### Directions
The answer must be every line below that contains the string "values".

================

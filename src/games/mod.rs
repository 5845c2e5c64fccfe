//! Example games built on the move core.

pub mod simple;
//! Game installation and the per-game manager.
//!
//! A [`Game`] is the static installation: a name, a process-unique
//! identity, and the registered move configs. The [`GameManager`] pairs
//! a game with its [`GameDelegate`] and validates every registered
//! config at construction - configuration errors are fatal.
//!
//! The manager serializes legality checks and applications for one
//! game: `legal`/`apply` are synchronous, run to completion, and assume
//! nothing else mutates the state meanwhile. Multiple games may be
//! processed in parallel.

use log::debug;
use rustc_hash::FxHashSet;
use std::sync::atomic::{AtomicU64, Ordering};

use crate::core::{GameState, PhaseEnum, PhaseId, PlayerId};
use crate::moves::base::{self, Move};
use crate::moves::error::{ApplyError, ConfigError, LegalError};
use crate::moves::MoveConfig;

/// Process-unique game identity. Keys the skip-set memoization.
#[derive(Clone, Copy, Debug, PartialEq, Eq, Hash)]
pub struct GameId(u64);

impl GameId {
    fn next() -> Self {
        static NEXT: AtomicU64 = AtomicU64::new(0);
        Self(NEXT.fetch_add(1, Ordering::Relaxed))
    }
}

/// A game installation: name plus registered moves.
#[derive(Clone, Debug)]
pub struct Game {
    id: GameId,
    name: String,
    moves: Vec<MoveConfig>,
}

impl Game {
    /// Create a game from its registered move configs.
    ///
    /// Each call allocates a fresh identity, even for equal names: the
    /// identity tracks the installation, not the title.
    #[must_use]
    pub fn new(name: impl Into<String>, moves: Vec<MoveConfig>) -> Self {
        Self {
            id: GameId::next(),
            name: name.into(),
            moves,
        }
    }

    /// This installation's identity.
    #[must_use]
    pub fn id(&self) -> GameId {
        self.id
    }

    /// The game's name.
    #[must_use]
    pub fn name(&self) -> &str {
        &self.name
    }

    /// The registered move configs.
    #[must_use]
    pub fn moves(&self) -> &[MoveConfig] {
        &self.moves
    }

    /// Look up a registered config by resolved name.
    #[must_use]
    pub fn config_for_name(&self, name: &str) -> Option<&MoveConfig> {
        self.moves.iter().find(|config| config.name() == name)
    }
}

/// Game-specific behavior the move core consults.
///
/// The defaults read phase and player straight off the state and offer
/// no phase table and no phase-setter capability; games override what
/// they support.
pub trait GameDelegate: Send + Sync {
    /// The phase the game is currently in.
    fn current_phase(&self, state: &GameState) -> PhaseId {
        state.phase
    }

    /// The player whose turn it is.
    fn current_player(&self, state: &GameState) -> PlayerId {
        state.current_player
    }

    /// The game's phase table, if it has one.
    fn phase_enum(&self) -> Option<&PhaseEnum> {
        None
    }

    /// Write a new current phase to the state.
    ///
    /// This is an opt-in capability: the default errors, and the
    /// StartPhase template refuses to install against a delegate that
    /// does not provide it.
    fn set_current_phase(&self, _state: &mut GameState, _phase: PhaseId) -> Result<(), ApplyError> {
        Err(ApplyError::NoPhaseSetter)
    }
}

/// A delegate with entirely default behavior.
#[derive(Clone, Copy, Debug, Default)]
pub struct DefaultDelegate;

impl GameDelegate for DefaultDelegate {}

/// A move proposal failed.
#[derive(Clone, Debug, PartialEq, Eq, thiserror::Error)]
pub enum ProposeError {
    /// No registered move has the proposed name.
    #[error("no move named {name:?} is registered")]
    UnknownMove {
        /// The proposed name.
        name: String,
    },
    /// The move is not legal right now.
    #[error(transparent)]
    Legal(#[from] LegalError),
    /// The move failed while being applied.
    #[error(transparent)]
    Apply(#[from] ApplyError),
}

/// Drives one game: validates the installation, then checks and
/// applies proposed moves.
pub struct GameManager {
    game: Game,
    delegate: Box<dyn GameDelegate>,
    example_state: GameState,
}

impl GameManager {
    /// Pair a game with its delegate, validating every registered
    /// config against the delegate and the example state.
    pub fn new(
        game: Game,
        delegate: Box<dyn GameDelegate>,
        example_state: GameState,
    ) -> Result<Self, ConfigError> {
        let manager = Self {
            game,
            delegate,
            example_state,
        };
        manager.validate_installation()?;
        Ok(manager)
    }

    fn validate_installation(&self) -> Result<(), ConfigError> {
        let mut seen = FxHashSet::default();
        for config in self.game.moves() {
            if !seen.insert(config.name().to_string()) {
                return Err(ConfigError::DuplicateMoveName {
                    name: config.name().to_string(),
                });
            }
            let instance = config.instantiate();
            base::validate_configuration(instance.info(), self.delegate.as_ref())?;
            instance.validate(self)?;
        }
        Ok(())
    }

    /// The installed game.
    #[must_use]
    pub fn game(&self) -> &Game {
        &self.game
    }

    /// The game's delegate.
    #[must_use]
    pub fn delegate(&self) -> &dyn GameDelegate {
        self.delegate.as_ref()
    }

    /// A pristine state used for install-time validation.
    #[must_use]
    pub fn example_state(&self) -> &GameState {
        &self.example_state
    }

    /// Materialize an instance of a registered move.
    #[must_use]
    pub fn instantiate(&self, name: &str) -> Option<Box<dyn Move>> {
        self.game.config_for_name(name).map(MoveConfig::instantiate)
    }

    /// Check whether a registered move would be legal right now.
    pub fn is_legal(
        &self,
        name: &str,
        state: &GameState,
        proposer: PlayerId,
    ) -> Result<(), ProposeError> {
        let instance = self.instantiate(name).ok_or_else(|| ProposeError::UnknownMove {
            name: name.to_string(),
        })?;
        instance.legal(self, state, proposer)?;
        Ok(())
    }

    /// Check, apply, and record a proposed move.
    ///
    /// The record is stamped with the phase the move was proposed in,
    /// captured before apply, so a phase-transition move lands in the
    /// history of the phase it left.
    pub fn propose(
        &self,
        name: &str,
        state: &mut GameState,
        proposer: PlayerId,
    ) -> Result<(), ProposeError> {
        let instance = self.instantiate(name).ok_or_else(|| ProposeError::UnknownMove {
            name: name.to_string(),
        })?;
        instance.legal(self, state, proposer)?;

        let phase = self.delegate.current_phase(state);
        instance.apply(self, state)?;
        state.record_move(instance.name(), phase, proposer);
        debug!(
            "applied {:?} for {proposer} at version {}",
            instance.name(),
            state.version()
        );
        Ok(())
    }
}

impl std::fmt::Debug for GameManager {
    fn fmt(&self, f: &mut std::fmt::Formatter<'_>) -> std::fmt::Result {
        f.debug_struct("GameManager")
            .field("game", &self.game)
            .field("delegate", &"<dyn GameDelegate>")
            .field("example_state", &self.example_state)
            .finish()
    }
}
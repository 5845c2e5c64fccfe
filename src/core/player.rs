//! Player identification and per-player data storage.
//!
//! ## PlayerId
//!
//! Type-safe player identifier supporting 1-255 players, with wrapping
//! seat arithmetic (`next`/`prev`) for round-robin traversal.
//!
//! ## PlayerMap
//!
//! Efficient per-player data storage backed by `Vec` for O(1) access.
//! Supports iteration and indexing by `PlayerId`.

use serde::{Deserialize, Serialize};
use std::ops::{Index, IndexMut};

/// Player identifier supporting 1-255 players.
///
/// Player indices are 0-based: the first player is `PlayerId(0)`.
#[derive(Clone, Copy, Debug, Default, PartialEq, Eq, Hash, Serialize, Deserialize)]
pub struct PlayerId(pub u8);

impl PlayerId {
    /// Create a new player ID.
    #[must_use]
    pub const fn new(id: u8) -> Self {
        Self(id)
    }

    /// Get the raw player index (0-based).
    #[must_use]
    pub const fn index(self) -> usize {
        self.0 as usize
    }

    /// The next seat, wrapping around the table.
    ///
    /// ```
    /// use rust_tbg::core::PlayerId;
    ///
    /// assert_eq!(PlayerId::new(2).next(4), PlayerId::new(3));
    /// assert_eq!(PlayerId::new(3).next(4), PlayerId::new(0));
    /// ```
    #[must_use]
    pub const fn next(self, player_count: usize) -> Self {
        Self(((self.0 as usize + 1) % player_count) as u8)
    }

    /// The previous seat, wrapping around the table.
    #[must_use]
    pub const fn prev(self, player_count: usize) -> Self {
        Self(((self.0 as usize + player_count - 1) % player_count) as u8)
    }

    /// Iterate over all player IDs for a game with `player_count` players.
    ///
    /// ```
    /// use rust_tbg::core::PlayerId;
    ///
    /// let players: Vec<_> = PlayerId::all(4).collect();
    /// assert_eq!(players.len(), 4);
    /// assert_eq!(players[0], PlayerId::new(0));
    /// assert_eq!(players[3], PlayerId::new(3));
    /// ```
    pub fn all(player_count: usize) -> impl Iterator<Item = PlayerId> {
        (0..player_count as u8).map(PlayerId)
    }
}

impl std::fmt::Display for PlayerId {
    fn fmt(&self, f: &mut std::fmt::Formatter<'_>) -> std::fmt::Result {
        write!(f, "Player {}", self.0)
    }
}

/// Per-player data storage with O(1) access.
///
/// Backed by a `Vec<T>` with one entry per player.
/// Use `PlayerMap::new()` to create with a factory function,
/// or `PlayerMap::with_value()` to initialize all entries to the same value.
///
/// ## Example
///
/// ```
/// use rust_tbg::core::{PlayerId, PlayerMap};
///
/// let mut score: PlayerMap<i64> = PlayerMap::new(4, |_| 0);
///
/// score[PlayerId::new(1)] = 15;
/// assert_eq!(score[PlayerId::new(1)], 15);
/// assert_eq!(score[PlayerId::new(0)], 0);
/// ```
#[derive(Clone, Debug, PartialEq, Eq, Serialize, Deserialize)]
pub struct PlayerMap<T> {
    data: Vec<T>,
}

impl<T> PlayerMap<T> {
    /// Create a new PlayerMap with values from a factory function.
    ///
    /// The factory receives the `PlayerId` for each player.
    pub fn new(player_count: usize, factory: impl Fn(PlayerId) -> T) -> Self {
        assert!(player_count > 0, "Must have at least 1 player");
        assert!(player_count <= 255, "At most 255 players supported");

        let data = (0..player_count as u8)
            .map(|i| factory(PlayerId(i)))
            .collect();

        Self { data }
    }

    /// Create a new PlayerMap with all entries set to the same value.
    pub fn with_value(player_count: usize, value: T) -> Self
    where
        T: Clone,
    {
        Self::new(player_count, |_| value.clone())
    }

    /// Create a new PlayerMap with default values.
    pub fn with_default(player_count: usize) -> Self
    where
        T: Default,
    {
        Self::new(player_count, |_| T::default())
    }

    /// Get the number of players.
    #[must_use]
    pub fn player_count(&self) -> usize {
        self.data.len()
    }

    /// Get a reference to a player's data.
    #[must_use]
    pub fn get(&self, player: PlayerId) -> &T {
        &self.data[player.index()]
    }

    /// Get a mutable reference to a player's data.
    pub fn get_mut(&mut self, player: PlayerId) -> &mut T {
        &mut self.data[player.index()]
    }

    /// Iterate over (PlayerId, &T) pairs.
    pub fn iter(&self) -> impl Iterator<Item = (PlayerId, &T)> {
        self.data
            .iter()
            .enumerate()
            .map(|(i, v)| (PlayerId(i as u8), v))
    }

    /// Iterate over (PlayerId, &mut T) pairs.
    pub fn iter_mut(&mut self) -> impl Iterator<Item = (PlayerId, &mut T)> {
        self.data
            .iter_mut()
            .enumerate()
            .map(|(i, v)| (PlayerId(i as u8), v))
    }

    /// Iterate over all player IDs.
    pub fn player_ids(&self) -> impl Iterator<Item = PlayerId> {
        (0..self.data.len() as u8).map(PlayerId)
    }
}

impl<T> Index<PlayerId> for PlayerMap<T> {
    type Output = T;

    fn index(&self, player: PlayerId) -> &Self::Output {
        self.get(player)
    }
}

impl<T> IndexMut<PlayerId> for PlayerMap<T> {
    fn index_mut(&mut self, player: PlayerId) -> &mut Self::Output {
        self.get_mut(player)
    }
}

================

### Reply to the exercise
    /// Create a new PlayerMap with values from a factory function.
    /// Create a new PlayerMap with default values.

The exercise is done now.